In July 2009, it was confirmed that Dixon would become a judge on Strictly Come Dancing. Because the show is broadcast live on Saturday nights, Dixon had to reschedule three shows in Lincoln, Southampton and Brighton. Tickets purchased for the original dates remained valid. Dixon said her official website, "I'm so sorry to all my fans for having to change some of my dates. I'm really looking forward to playing live. I can't wait for the tour to start as I have been working so hard for a long time to achieve my dream of my first solo tour. I hope everyone can understand due to the emotional connection I have with the show, it was an exciting opportunity I could not turn down."

===Concert synopsis===
The main theme of the concerts was a showgirl theme, which Dixon followed throughout, dressing in various showgirl-style costumes and using props such as canes and top hats. The shows typically lasted approximately 70 minutes (excluding the supporting acts' time onstage).

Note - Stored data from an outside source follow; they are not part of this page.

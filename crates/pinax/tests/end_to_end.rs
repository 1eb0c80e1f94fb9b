//! Request-level binding through the extractors.

use http::{Method, StatusCode};
use pinax::extract::{Bind as BindRequest, ExtractionContextBuilder};
use pinax::prelude::*;
use pinax::{validate_with, ErrorMode, UnknownFieldPolicy};
use serde::Deserialize;

#[derive(Bind, Debug, Default, PartialEq)]
struct Line {
    #[bind(query = "sku", required)]
    sku: String,
    #[bind(query = "qty", default = "1")]
    qty: u16,
}

#[derive(Bind, Debug, Default)]
struct OrderQuery {
    #[bind(query = "status", enum = "open,shipped,cancelled")]
    status: Option<String>,
    #[bind(query = "lines")]
    lines: Vec<Line>,
    #[bind(query = "meta")]
    meta: std::collections::HashMap<String, String>,
}

#[derive(Bind, Debug, Default)]
struct OrderPath {
    #[bind(path = "shop")]
    shop: String,
    #[bind(path = "order")]
    order: u64,
}

#[derive(Bind, Debug, Default)]
struct Caller {
    #[bind(header = "X-Request-Id", required)]
    request_id: String,
    #[bind(header = "X-Retry")]
    retry: Option<u8>,
}

#[derive(Bind, Debug, Default)]
struct Session {
    #[bind(cookie = "sid")]
    sid: String,
    #[bind(cookie = "theme", default = "light")]
    theme: String,
}

#[derive(Bind, Debug, Default, Deserialize)]
struct Patch {
    #[bind(path = "order")]
    #[serde(skip)]
    order: u64,
    #[bind(header = "If-Match")]
    #[serde(skip)]
    version: Option<u32>,
    #[bind(json = "note")]
    #[serde(default)]
    note: String,
    #[bind(json = "priority")]
    #[serde(default)]
    priority: u8,
}

fn order_request() -> ExtractionContextBuilder {
    ExtractionContext::builder()
        .method(Method::GET)
        .uri(
            "/shops/north/orders/77?status=open&lines%5B0%5D.sku=A-1&lines%5B1%5D.sku=B-2&lines%5B1%5D.qty=4&meta%5Bsource%5D=app"
                .parse()
                .unwrap(),
        )
        .path_param("shop", "north")
        .path_param("order", "77")
        .header("x-request-id", "req-9")
        .header("cookie", "sid=abc; theme=\"dark\"")
}

#[test]
fn test_path_and_defaulted_query() {
    #[derive(Bind, Debug, Default, PartialEq)]
    struct Page {
        #[bind(path = "id")]
        id: i64,
        #[bind(query = "page", default = "1")]
        page: i64,
    }

    let ctx = ExtractionContext::builder()
        .uri("/items/42".parse().unwrap())
        .path_param("id", "42")
        .build();
    let (Path(path), Query(query)) = <(Path<Page>, Query<Page>)>::from_request(&ctx).unwrap();
    assert_eq!(path.id, 42);
    assert_eq!(query.page, 1);

    let path_values = ValueMap::from_pairs([("id", "42")]);
    let query_values = ValueMap::new();
    let config = BindConfig::default();
    let mut page = Page::default();
    Sources::new(&config)
        .values(&path_values, "path")
        .values(&query_values, "query")
        .bind(&mut page)
        .unwrap();
    assert_eq!(page, Page { id: 42, page: 1 });
}

#[test]
fn test_every_source_through_one_request() {
    let ctx = order_request().build();
    let (Path(path), Query(query), Headers(caller), Cookies(session)) =
        <(Path<OrderPath>, Query<OrderQuery>, Headers<Caller>, Cookies<Session>)>::from_request(&ctx)
            .unwrap();

    assert_eq!(path.shop, "north");
    assert_eq!(path.order, 77);

    assert_eq!(query.status.as_deref(), Some("open"));
    assert_eq!(
        query.lines,
        [
            Line {
                sku: "A-1".into(),
                qty: 1
            },
            Line {
                sku: "B-2".into(),
                qty: 4
            },
        ]
    );
    assert_eq!(query.meta.get("source").map(String::as_str), Some("app"));

    assert_eq!(caller.request_id, "req-9");
    assert_eq!(caller.retry, None);
    assert_eq!(session.sid, "abc");
    assert_eq!(session.theme, "dark");
}

#[test]
fn test_enum_violation_is_a_client_error() {
    let ctx = ExtractionContext::builder()
        .uri("/orders?status=lost".parse().unwrap())
        .build();
    let err = Query::<OrderQuery>::from_request(&ctx).unwrap_err();
    assert_eq!(err.status_code(), StatusCode::BAD_REQUEST);
    assert_eq!(err.error_code(), "INVALID_PARAMETER");
    assert_eq!(err.bind_error().unwrap().bind_errors()[0].field(), "status");
}

#[test]
fn test_required_header_when_checking_is_enabled() {
    let binder = Binder::new(BindConfig::builder().check_required(true).build());
    let ctx = ExtractionContext::builder().binder(binder).build();
    let err = Headers::<Caller>::from_request(&ctx).unwrap_err();
    assert_eq!(err.error_code(), "MISSING_PARAMETER");

    // unchecked by default
    let Headers(caller) = Headers::<Caller>::from_request(&ExtractionContext::default()).unwrap();
    assert!(caller.request_id.is_empty());
}

#[test]
fn test_collect_all_reports_every_bad_field() {
    let binder = Binder::default().with(|b| b.error_mode(ErrorMode::CollectAll));
    let ctx = ExtractionContext::builder()
        .path_param("shop", "north")
        .path_param("order", "seventy")
        .header("x-request-id", "r")
        .header("x-retry", "many")
        .binder(binder)
        .build();

    let err = Path::<OrderPath>::from_request(&ctx).unwrap_err();
    assert_eq!(err.status_code(), StatusCode::BAD_REQUEST);
    assert_eq!(err.error_code(), "MULTIPLE_ERRORS");
    assert_eq!(err.bind_error().unwrap().bind_errors().len(), 1);

    let result = <(Option<Path<OrderPath>>, Result<Headers<Caller>, Rejection>)>::from_request(&ctx);
    let (path, headers) = result.unwrap();
    assert!(path.is_none());
    let err = headers.unwrap_err();
    assert_eq!(err.bind_error().unwrap().bind_errors()[0].field(), "retry");
}

#[test]
fn test_json_body_with_path_and_header_overlay() {
    let ctx = ExtractionContext::builder()
        .method(Method::PATCH)
        .uri("/orders/77".parse().unwrap())
        .path_param("order", "77")
        .header("content-type", "application/json")
        .header("if-match", "3")
        .body(r#"{"note":"leave at door","priority":2}"#)
        .build();

    let BindRequest(patch) = BindRequest::<Patch>::from_request(&ctx).unwrap();
    assert_eq!(patch.order, 77);
    assert_eq!(patch.version, Some(3));
    assert_eq!(patch.note, "leave at door");
    assert_eq!(patch.priority, 2);
}

#[test]
fn test_json_policy_and_validation() {
    let strict = Binder::new(
        BindConfig::builder()
            .unknown_fields(UnknownFieldPolicy::Error)
            .validator(validate_with(|patch: &Patch| {
                if patch.priority > 5 {
                    Err("priority must be at most 5".into())
                } else {
                    Ok(())
                }
            }))
            .build(),
    );

    let ctx = ExtractionContext::builder()
        .header("content-type", "application/json")
        .body(r#"{"note":"x","urgent":true}"#)
        .binder(strict.clone())
        .build();
    let err = Json::<Patch>::from_request(&ctx).unwrap_err();
    assert_eq!(err.error_code(), "UNKNOWN_FIELD");

    let ctx = ExtractionContext::builder()
        .header("content-type", "application/json")
        .body(r#"{"priority":9}"#)
        .binder(strict)
        .build();
    let err = Json::<Patch>::from_request(&ctx).unwrap_err();
    assert_eq!(err.status_code(), StatusCode::UNPROCESSABLE_ENTITY);
    assert_eq!(err.error_code(), "VALIDATION_FAILED");
}

#[test]
fn test_form_body() {
    #[derive(Bind, Debug, Default)]
    struct Contact {
        #[bind(form = "email")]
        email: String,
        #[bind(form = "topics")]
        topics: Vec<String>,
        #[bind(form = "subscribe")]
        subscribe: bool,
    }

    let ctx = ExtractionContext::builder()
        .method(Method::POST)
        .header("content-type", "application/x-www-form-urlencoded")
        .body("email=a%40b.io&topics=news&topics=offers&subscribe=on")
        .build();
    let Form(contact) = Form::<Contact>::from_request(&ctx).unwrap();
    assert_eq!(contact.email, "a@b.io");
    assert_eq!(contact.topics, ["news", "offers"]);
    assert!(contact.subscribe);
}

#[tokio::test]
async fn test_multipart_upload() {
    #[derive(Bind, Debug, Default)]
    struct Avatar {
        #[bind(path = "user")]
        user: u32,
        #[bind(form = "alt")]
        alt: String,
        #[bind(form = "image")]
        image: Option<UploadedFile>,
    }

    let body = "--b0\r\nContent-Disposition: form-data; name=\"alt\"\r\n\r\nme\r\n\
                --b0\r\nContent-Disposition: form-data; name=\"image\"; filename=\"me.jpg\"\r\n\
                Content-Type: image/jpeg\r\n\r\nJPEG\r\n--b0--\r\n";
    let ctx = ExtractionContext::builder()
        .method(Method::PUT)
        .uri("/users/8/avatar".parse().unwrap())
        .path_param("user", "8")
        .header("content-type", "multipart/form-data; boundary=b0")
        .body(body)
        .build();

    let avatar: Avatar = bind_multipart(&ctx, &Default::default()).await.unwrap();
    assert_eq!(avatar.user, 8);
    assert_eq!(avatar.alt, "me");
    let image = avatar.image.unwrap();
    assert_eq!(image.file_name(), Some("me.jpg"));
    assert_eq!(image.extension(), Some("jpg"));
    assert_eq!(&image.data[..], b"JPEG");
}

Dixon started the show performing the aptly named track "Welcome to the Alesha Show" whilst descending onto the stage sitting on a giant swing wearing a sequin-clad leotard combined with fishnet tights, which also had sequins sown into them in places.

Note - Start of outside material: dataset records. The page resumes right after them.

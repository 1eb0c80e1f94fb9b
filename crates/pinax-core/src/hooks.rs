//! Validator capability and observability hooks.

use std::any::Any;
use std::fmt;
use std::marker::PhantomData;
use std::sync::Arc;

use crate::shape::BoxError;

/// Validates a destination after a successful bind.
///
/// The target is handed over type-erased; implementations downcast to the
/// types they know and accept everything else. [`validate_with`] builds one
/// from a closure over a concrete type.
pub trait Validator: Send + Sync {
    /// Checks the bound value.
    ///
    /// # Errors
    ///
    /// Returns the reason the value is not acceptable.
    fn validate(&self, target: &dyn Any) -> Result<(), BoxError>;
}

/// A [`Validator`] for one concrete destination type.
pub struct FnValidator<T, F> {
    check: F,
    _target: PhantomData<fn(&T)>,
}

impl<T, F> Validator for FnValidator<T, F>
where
    T: Any,
    F: Fn(&T) -> Result<(), BoxError> + Send + Sync,
{
    fn validate(&self, target: &dyn Any) -> Result<(), BoxError> {
        match target.downcast_ref::<T>() {
            Some(target) => (self.check)(target),
            None => Ok(()),
        }
    }
}

/// Builds a validator that runs `check` on destinations of type `T`.
///
/// ```rust
/// use pinax_core::{validate_with, Validator};
///
/// struct Range { lo: u32, hi: u32 }
///
/// let v = validate_with(|r: &Range| {
///     if r.lo <= r.hi { Ok(()) } else { Err("lo must not exceed hi".into()) }
/// });
/// assert!(v.validate(&Range { lo: 1, hi: 2 }).is_ok());
/// assert!(v.validate(&Range { lo: 3, hi: 2 }).is_err());
/// ```
pub fn validate_with<T, F>(check: F) -> FnValidator<T, F>
where
    T: Any,
    F: Fn(&T) -> Result<(), BoxError> + Send + Sync,
{
    FnValidator {
        check,
        _target: PhantomData,
    }
}

/// Counters accumulated over one bind call.
#[derive(Debug, Clone, Copy, Default, PartialEq, Eq)]
pub struct BindStats {
    /// Fields for which a value was looked up.
    pub fields_attempted: usize,
    /// Fields that received a value.
    pub fields_bound: usize,
    /// Errors raised.
    pub errors: usize,
}

/// Reported to [`BindHooks::on_field_bound`] for every successfully bound field.
#[derive(Debug, Clone, Copy)]
pub struct FieldEvent<'a> {
    /// Declared field path.
    pub field: &'a str,
    /// The key that supplied the value.
    pub key: &'a str,
    /// Tag namespace of the source.
    pub namespace: &'a str,
}

type FieldHook = Arc<dyn Fn(&FieldEvent<'_>) + Send + Sync>;
type CompleteHook = Arc<dyn Fn(&BindStats) + Send + Sync>;
type UnknownHook = Arc<dyn Fn(&str) + Send + Sync>;

/// Optional observability callbacks.
#[derive(Clone, Default)]
pub struct BindHooks {
    pub(crate) field_bound: Option<FieldHook>,
    pub(crate) complete: Option<CompleteHook>,
    pub(crate) unknown_field: Option<UnknownHook>,
}

impl BindHooks {
    /// Creates an empty hook set.
    #[must_use]
    pub fn new() -> Self {
        Self::default()
    }

    /// Called after each field is bound.
    #[must_use]
    pub fn on_field_bound<F>(mut self, hook: F) -> Self
    where
        F: Fn(&FieldEvent<'_>) + Send + Sync + 'static,
    {
        self.field_bound = Some(Arc::new(hook));
        self
    }

    /// Called once per bind on every exit path, with the final counters.
    #[must_use]
    pub fn on_complete<F>(mut self, hook: F) -> Self
    where
        F: Fn(&BindStats) + Send + Sync + 'static,
    {
        self.complete = Some(Arc::new(hook));
        self
    }

    /// Called with the dotted path of every unknown JSON field under the
    /// warn policy.
    #[must_use]
    pub fn on_unknown_field<F>(mut self, hook: F) -> Self
    where
        F: Fn(&str) + Send + Sync + 'static,
    {
        self.unknown_field = Some(Arc::new(hook));
        self
    }

    /// Fires the field-bound hook, if set.
    pub fn field_bound(&self, event: &FieldEvent<'_>) {
        if let Some(hook) = &self.field_bound {
            hook(event);
        }
    }

    /// Fires the completion hook, if set.
    pub fn complete(&self, stats: &BindStats) {
        if let Some(hook) = &self.complete {
            hook(stats);
        }
    }

    /// Fires the unknown-field hook. Returns false when none is installed.
    pub fn unknown_field(&self, path: &str) -> bool {
        match &self.unknown_field {
            Some(hook) => {
                hook(path);
                true
            }
            None => false,
        }
    }
}

impl fmt::Debug for BindHooks {
    fn fmt(&self, f: &mut fmt::Formatter<'_>) -> fmt::Result {
        f.debug_struct("BindHooks")
            .field("on_field_bound", &self.field_bound.is_some())
            .field("on_complete", &self.complete.is_some())
            .field("on_unknown_field", &self.unknown_field.is_some())
            .finish()
    }
}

David Sinclair of The Times commented on "an air of mild hysteria" among the audience at the shows. Caroline Sullivan of The Guardian commented on the show's themes, writing, "Her stage act is best thought of as a Venn diagram that incorporates the showgirl elements of Kylie Minogue and the sassy oomph of Beyoncé, with a set-jawed determination that is hers alone." She continued to note that "the production budget, too, is a fraction of the Kylies and Beyoncés of this world: she makes do and mends with just one costume change and a tireless six-man band." Sullivan reviewed the Shepherd's Bush Empire show, awarding it 4 out of 5 stars, and complimented its "good deal of burlesque-style embellishment". She also complimented vocal ability in concert, writing, "it was her singing that made the impression: she's more powerful than you would imagine, and when pitted against her band at their most blaring, she more than held her own."

==Supporting acts==
- Elviin
- NICOL aka Nicole Dash Jones

==Setlist==

The Alesha Show setlist
Act 1:

1. "Welcome To The Alesha Show" (Introduction)
2. "Fired Up"
3. "Let's Get Excited"
4. "Cinderella Shoe"
5. "Chasing Ghosts"

Act 2:

Costume change

1. - "Breathe Slow"
2. "Can I Begin" (Acoustic version)
3. "Don't Ever Let Me Go"

Act 3:

Costume change

1. - Mis-Teeq Medley ("All I Want", "B With Me", "One Night Stand", "Why?")
2. "Scandalous"
3. "Hand It Over"
4. Dance Break (contains elements of the N.E.R.D song "She Wants to Move")
5. "Play Me"
6. "Lipstick"
7. "Knockdown"
8. "To Love Again"
Encore:

Costume change

Dance Break
1. - "The Boy Does Nothing"

==Tour dates==

| Date | City | Country | Venue |
| 20 October 2009 | Nottingham | England | Royal Centre |
| 21 October 2009 | Reading | The Hexagon |
| 23 October 2009 | Cardiff | Wales | St David's Hall |
| 26 October 2009 | Liverpool | England | Philharmonic Hall |
| 27 October 2009 | Glasgow | Scotland | Glasgow ABC |
| 28 October 2009 | Newcastle | England | Newcastle City Hall |
| 30 October 2009 | Manchester | Manchester Apollo |
| 2 November 2009 | Cambridge | Cambridge Corn Exchange |
| 3 November 2009 | Birmingham | Birmingham Symphony Hall |
| 4 November 2009 | Bristol | Colston Hall |
| 6 November 2009 | Folkestone | Leas Cliff Hall |
| 9 November 2009 | Ipswich | Regent Theatre |
| 10 November 2009 | Southend-on-Sea | Cliffs Pavilion |
| 12 November 2009 | London | Shepherd's Bush Empire |
| 16 November 2009 | Lincoln | Engine Shed^{[a]} |
| 17 November 2009 | Southampton | Southampton Guildhall^{[a]} |
| 19 November 2009 | Brighton | Brighton Dome^{[a]} |

- Notes
a The Lincoln, Southampton and Brighton dates were rescheduled due to Dixon's role as a judge on Strictly Come Dancing.

==Alterations==
- During the Manchester concert, Dixon invited 13 members of the audience to dance to "Knockdown" with her on stage.
- During the Birmingham concert there was a technical problem with the live band, which led a delay in the concert. During this time Alesha performed a freestyle rap apologising for the problems, which were resolved during the rap.